## WHAT THE TASK ASKS
Reproduce all lines of the listing below in which the word "crate" occurs.

** Opening GIVEN RECORDS block **

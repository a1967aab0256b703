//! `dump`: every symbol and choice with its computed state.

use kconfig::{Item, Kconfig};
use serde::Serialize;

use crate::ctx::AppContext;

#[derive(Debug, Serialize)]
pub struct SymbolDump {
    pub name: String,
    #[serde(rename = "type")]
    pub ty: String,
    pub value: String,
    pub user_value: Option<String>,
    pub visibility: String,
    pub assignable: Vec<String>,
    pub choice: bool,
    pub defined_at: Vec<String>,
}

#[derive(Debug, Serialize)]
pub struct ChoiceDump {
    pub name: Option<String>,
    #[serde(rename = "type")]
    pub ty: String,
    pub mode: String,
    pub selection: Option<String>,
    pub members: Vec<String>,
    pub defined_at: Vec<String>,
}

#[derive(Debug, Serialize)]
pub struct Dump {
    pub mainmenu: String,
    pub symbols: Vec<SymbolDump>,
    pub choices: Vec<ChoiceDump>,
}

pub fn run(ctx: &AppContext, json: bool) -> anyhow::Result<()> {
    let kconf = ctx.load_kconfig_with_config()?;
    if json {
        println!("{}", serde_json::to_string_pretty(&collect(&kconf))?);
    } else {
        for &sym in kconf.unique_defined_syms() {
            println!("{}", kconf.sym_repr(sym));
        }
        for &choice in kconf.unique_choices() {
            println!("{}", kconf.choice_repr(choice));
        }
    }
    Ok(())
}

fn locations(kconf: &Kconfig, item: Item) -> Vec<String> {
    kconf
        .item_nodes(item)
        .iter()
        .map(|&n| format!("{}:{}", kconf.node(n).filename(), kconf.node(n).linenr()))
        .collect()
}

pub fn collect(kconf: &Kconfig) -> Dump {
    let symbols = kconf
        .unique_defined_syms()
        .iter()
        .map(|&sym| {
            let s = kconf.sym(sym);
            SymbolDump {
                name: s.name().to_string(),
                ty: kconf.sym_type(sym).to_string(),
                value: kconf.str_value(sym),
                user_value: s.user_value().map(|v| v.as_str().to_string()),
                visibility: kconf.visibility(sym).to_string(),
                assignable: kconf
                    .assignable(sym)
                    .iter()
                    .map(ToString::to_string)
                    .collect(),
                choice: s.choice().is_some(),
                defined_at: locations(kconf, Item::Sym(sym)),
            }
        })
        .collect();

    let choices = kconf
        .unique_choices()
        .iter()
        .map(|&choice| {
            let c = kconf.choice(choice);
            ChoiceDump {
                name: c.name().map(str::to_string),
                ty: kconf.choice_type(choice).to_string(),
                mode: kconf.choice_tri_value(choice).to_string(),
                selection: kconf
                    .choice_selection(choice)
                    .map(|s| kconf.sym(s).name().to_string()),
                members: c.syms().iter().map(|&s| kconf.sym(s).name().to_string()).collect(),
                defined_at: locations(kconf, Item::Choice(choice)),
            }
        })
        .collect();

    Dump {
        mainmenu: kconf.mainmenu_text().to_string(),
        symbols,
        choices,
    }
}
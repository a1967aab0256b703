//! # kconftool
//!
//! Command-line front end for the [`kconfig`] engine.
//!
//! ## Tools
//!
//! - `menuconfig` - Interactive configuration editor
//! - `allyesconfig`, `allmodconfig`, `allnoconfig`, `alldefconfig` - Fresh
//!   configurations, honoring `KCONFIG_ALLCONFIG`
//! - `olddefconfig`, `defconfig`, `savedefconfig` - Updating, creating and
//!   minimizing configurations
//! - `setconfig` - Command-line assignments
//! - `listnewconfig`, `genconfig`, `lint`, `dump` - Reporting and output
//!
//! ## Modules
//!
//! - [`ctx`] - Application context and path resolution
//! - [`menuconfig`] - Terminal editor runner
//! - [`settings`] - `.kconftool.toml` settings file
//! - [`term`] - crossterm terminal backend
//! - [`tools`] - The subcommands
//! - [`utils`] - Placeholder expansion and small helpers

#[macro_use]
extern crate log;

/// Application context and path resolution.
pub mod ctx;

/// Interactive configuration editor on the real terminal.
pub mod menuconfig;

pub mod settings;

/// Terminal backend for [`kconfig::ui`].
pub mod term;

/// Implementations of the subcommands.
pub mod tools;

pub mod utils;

** Closing GIVEN RECORDS block **
** Opening GIVEN RECORDS block **

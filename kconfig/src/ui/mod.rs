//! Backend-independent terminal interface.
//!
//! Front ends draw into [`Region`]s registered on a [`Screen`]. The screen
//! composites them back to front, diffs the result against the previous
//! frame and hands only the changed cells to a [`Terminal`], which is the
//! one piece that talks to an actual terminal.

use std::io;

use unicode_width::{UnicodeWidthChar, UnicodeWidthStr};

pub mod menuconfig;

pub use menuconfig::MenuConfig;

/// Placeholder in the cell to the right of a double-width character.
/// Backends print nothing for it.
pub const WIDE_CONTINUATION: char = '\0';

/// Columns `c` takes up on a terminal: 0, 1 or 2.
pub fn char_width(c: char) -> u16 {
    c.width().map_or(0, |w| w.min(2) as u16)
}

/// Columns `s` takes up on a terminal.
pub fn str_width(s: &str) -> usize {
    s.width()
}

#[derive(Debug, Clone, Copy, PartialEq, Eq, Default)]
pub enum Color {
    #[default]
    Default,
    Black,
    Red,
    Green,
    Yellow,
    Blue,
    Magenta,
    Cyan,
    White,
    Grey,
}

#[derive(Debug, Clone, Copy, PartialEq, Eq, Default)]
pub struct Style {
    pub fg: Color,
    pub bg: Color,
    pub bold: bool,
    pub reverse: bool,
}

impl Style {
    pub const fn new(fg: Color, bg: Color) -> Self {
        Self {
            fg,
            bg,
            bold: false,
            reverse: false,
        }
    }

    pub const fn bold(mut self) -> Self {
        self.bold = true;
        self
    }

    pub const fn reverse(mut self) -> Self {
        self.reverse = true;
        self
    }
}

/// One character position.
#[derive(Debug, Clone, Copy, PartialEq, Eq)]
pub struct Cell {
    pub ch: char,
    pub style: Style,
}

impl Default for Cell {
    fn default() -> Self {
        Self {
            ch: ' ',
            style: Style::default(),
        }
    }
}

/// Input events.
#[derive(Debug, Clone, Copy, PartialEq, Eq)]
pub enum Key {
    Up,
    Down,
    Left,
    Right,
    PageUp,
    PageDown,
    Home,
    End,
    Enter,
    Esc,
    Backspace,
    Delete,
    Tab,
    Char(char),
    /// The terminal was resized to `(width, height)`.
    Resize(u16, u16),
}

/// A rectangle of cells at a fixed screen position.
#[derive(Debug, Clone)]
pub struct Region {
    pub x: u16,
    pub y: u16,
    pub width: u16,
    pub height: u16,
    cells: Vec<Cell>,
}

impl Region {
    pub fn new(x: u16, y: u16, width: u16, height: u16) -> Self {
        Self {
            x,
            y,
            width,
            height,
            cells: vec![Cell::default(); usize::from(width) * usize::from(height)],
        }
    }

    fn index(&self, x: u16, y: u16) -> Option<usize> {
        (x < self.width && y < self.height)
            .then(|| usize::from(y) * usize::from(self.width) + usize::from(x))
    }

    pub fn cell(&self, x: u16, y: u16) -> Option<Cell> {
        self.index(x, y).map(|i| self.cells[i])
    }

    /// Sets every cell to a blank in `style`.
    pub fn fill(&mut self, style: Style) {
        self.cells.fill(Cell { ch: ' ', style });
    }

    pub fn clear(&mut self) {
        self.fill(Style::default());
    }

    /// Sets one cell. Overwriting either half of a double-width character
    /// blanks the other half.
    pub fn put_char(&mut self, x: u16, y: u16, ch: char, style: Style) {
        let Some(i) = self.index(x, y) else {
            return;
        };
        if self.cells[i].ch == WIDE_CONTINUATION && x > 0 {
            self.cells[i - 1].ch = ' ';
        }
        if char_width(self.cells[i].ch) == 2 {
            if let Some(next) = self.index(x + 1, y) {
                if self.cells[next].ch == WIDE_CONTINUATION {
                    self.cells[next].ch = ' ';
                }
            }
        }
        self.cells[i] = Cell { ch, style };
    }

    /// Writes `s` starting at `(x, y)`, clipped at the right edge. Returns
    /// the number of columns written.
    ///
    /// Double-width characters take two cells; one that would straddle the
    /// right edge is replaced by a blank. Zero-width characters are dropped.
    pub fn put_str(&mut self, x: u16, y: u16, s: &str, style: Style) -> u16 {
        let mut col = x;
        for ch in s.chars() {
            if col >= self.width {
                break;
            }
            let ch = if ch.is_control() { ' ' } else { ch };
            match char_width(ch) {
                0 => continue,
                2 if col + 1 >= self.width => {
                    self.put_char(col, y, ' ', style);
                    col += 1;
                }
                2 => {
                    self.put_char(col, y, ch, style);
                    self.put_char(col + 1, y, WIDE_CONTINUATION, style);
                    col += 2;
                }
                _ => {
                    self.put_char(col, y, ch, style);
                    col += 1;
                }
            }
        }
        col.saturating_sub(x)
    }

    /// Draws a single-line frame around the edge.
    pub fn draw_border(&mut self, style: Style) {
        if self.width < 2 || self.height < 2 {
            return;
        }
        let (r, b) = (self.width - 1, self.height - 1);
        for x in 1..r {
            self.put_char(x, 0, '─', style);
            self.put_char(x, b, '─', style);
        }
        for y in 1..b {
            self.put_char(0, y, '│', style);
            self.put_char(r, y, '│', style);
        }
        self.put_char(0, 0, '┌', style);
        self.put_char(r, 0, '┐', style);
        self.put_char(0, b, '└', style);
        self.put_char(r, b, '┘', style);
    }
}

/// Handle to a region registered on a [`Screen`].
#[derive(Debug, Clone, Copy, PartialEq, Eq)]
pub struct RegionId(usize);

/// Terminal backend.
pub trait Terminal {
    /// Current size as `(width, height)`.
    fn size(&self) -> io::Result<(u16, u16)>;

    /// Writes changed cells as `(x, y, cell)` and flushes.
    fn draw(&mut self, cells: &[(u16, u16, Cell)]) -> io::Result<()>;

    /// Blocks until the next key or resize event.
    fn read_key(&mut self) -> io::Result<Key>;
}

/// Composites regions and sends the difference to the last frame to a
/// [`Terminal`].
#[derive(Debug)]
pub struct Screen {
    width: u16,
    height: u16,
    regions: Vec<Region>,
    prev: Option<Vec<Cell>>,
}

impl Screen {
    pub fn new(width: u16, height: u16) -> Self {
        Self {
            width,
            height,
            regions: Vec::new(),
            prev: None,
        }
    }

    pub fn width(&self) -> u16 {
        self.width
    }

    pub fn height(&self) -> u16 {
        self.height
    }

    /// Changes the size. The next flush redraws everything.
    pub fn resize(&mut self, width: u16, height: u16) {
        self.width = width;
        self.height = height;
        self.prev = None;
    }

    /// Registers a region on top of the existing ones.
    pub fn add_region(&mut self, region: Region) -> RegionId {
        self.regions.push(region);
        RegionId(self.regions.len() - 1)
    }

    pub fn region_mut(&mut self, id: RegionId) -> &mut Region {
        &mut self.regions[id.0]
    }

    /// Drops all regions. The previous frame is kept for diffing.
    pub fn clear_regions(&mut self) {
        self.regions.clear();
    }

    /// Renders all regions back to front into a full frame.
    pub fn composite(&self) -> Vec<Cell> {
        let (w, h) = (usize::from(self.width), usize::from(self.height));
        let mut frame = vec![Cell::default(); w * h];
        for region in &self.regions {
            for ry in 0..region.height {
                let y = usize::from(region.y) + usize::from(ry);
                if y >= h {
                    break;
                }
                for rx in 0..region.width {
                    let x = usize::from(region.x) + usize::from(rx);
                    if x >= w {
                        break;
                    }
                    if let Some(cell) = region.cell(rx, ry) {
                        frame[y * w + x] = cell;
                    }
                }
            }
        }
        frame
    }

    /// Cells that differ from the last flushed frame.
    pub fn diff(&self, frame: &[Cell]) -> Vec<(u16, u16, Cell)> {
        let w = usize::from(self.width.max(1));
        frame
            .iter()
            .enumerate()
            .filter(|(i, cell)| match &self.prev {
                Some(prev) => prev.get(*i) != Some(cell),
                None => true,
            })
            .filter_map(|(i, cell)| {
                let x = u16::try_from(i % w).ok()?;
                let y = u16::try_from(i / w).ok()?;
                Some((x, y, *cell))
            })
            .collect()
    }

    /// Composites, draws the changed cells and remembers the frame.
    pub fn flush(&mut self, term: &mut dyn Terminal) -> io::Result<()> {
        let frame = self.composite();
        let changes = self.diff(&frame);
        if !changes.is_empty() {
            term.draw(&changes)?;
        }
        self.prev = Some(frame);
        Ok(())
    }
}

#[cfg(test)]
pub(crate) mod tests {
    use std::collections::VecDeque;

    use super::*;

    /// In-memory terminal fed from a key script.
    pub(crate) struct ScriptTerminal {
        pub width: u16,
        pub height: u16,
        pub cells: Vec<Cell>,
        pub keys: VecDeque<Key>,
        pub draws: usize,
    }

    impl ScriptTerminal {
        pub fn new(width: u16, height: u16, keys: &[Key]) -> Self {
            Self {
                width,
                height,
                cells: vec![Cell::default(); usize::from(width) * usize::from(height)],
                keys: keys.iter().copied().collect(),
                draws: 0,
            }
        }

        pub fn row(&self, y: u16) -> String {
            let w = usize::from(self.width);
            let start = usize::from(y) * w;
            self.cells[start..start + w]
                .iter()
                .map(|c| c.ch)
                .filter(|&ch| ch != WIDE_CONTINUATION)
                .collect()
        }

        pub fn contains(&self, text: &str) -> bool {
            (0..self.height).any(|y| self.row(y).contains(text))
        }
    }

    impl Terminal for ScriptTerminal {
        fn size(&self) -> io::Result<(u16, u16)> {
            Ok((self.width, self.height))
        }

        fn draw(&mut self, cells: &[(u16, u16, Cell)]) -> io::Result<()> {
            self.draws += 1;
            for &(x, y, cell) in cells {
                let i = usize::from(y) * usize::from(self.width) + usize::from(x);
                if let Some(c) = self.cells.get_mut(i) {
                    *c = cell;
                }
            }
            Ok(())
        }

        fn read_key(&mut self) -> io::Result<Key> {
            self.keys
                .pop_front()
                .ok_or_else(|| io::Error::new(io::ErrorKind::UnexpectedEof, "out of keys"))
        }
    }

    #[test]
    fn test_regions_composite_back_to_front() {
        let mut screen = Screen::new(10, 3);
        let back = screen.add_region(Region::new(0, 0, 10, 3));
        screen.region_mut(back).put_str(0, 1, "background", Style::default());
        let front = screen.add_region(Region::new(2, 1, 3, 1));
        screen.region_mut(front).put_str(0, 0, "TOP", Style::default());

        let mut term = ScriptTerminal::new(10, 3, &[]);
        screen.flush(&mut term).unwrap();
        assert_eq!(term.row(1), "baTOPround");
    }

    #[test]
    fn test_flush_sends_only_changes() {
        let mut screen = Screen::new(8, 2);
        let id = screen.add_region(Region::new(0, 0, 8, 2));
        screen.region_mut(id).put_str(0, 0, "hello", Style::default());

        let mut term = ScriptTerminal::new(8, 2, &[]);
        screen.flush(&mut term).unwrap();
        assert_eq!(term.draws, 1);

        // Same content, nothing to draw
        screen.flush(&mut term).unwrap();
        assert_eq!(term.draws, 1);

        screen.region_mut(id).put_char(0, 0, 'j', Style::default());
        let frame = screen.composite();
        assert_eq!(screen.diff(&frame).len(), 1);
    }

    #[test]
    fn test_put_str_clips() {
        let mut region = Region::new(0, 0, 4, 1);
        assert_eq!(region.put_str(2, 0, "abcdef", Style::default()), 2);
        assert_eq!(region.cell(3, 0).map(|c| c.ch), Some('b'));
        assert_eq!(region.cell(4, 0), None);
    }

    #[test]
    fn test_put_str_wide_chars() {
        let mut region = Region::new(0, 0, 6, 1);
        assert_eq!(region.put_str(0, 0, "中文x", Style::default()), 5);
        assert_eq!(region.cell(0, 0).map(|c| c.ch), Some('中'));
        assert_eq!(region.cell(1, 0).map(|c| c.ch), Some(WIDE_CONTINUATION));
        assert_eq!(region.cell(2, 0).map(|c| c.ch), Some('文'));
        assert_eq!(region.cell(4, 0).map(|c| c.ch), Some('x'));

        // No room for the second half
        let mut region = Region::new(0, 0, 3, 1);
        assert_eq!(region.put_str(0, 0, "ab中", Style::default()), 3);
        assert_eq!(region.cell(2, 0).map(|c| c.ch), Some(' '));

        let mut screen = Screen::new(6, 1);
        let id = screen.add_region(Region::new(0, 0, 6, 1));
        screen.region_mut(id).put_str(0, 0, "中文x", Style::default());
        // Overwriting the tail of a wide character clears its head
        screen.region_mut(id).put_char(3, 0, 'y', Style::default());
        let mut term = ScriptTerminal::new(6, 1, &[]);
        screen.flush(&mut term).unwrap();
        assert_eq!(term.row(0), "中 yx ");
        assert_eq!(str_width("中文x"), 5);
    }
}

** Closing GIVEN RECORDS block **

## EXERCISE OUTPUT
use crate::ctx::AppContext;
extern crate log;
pub(crate) mod tests {
    pub(crate) struct ScriptTerminal {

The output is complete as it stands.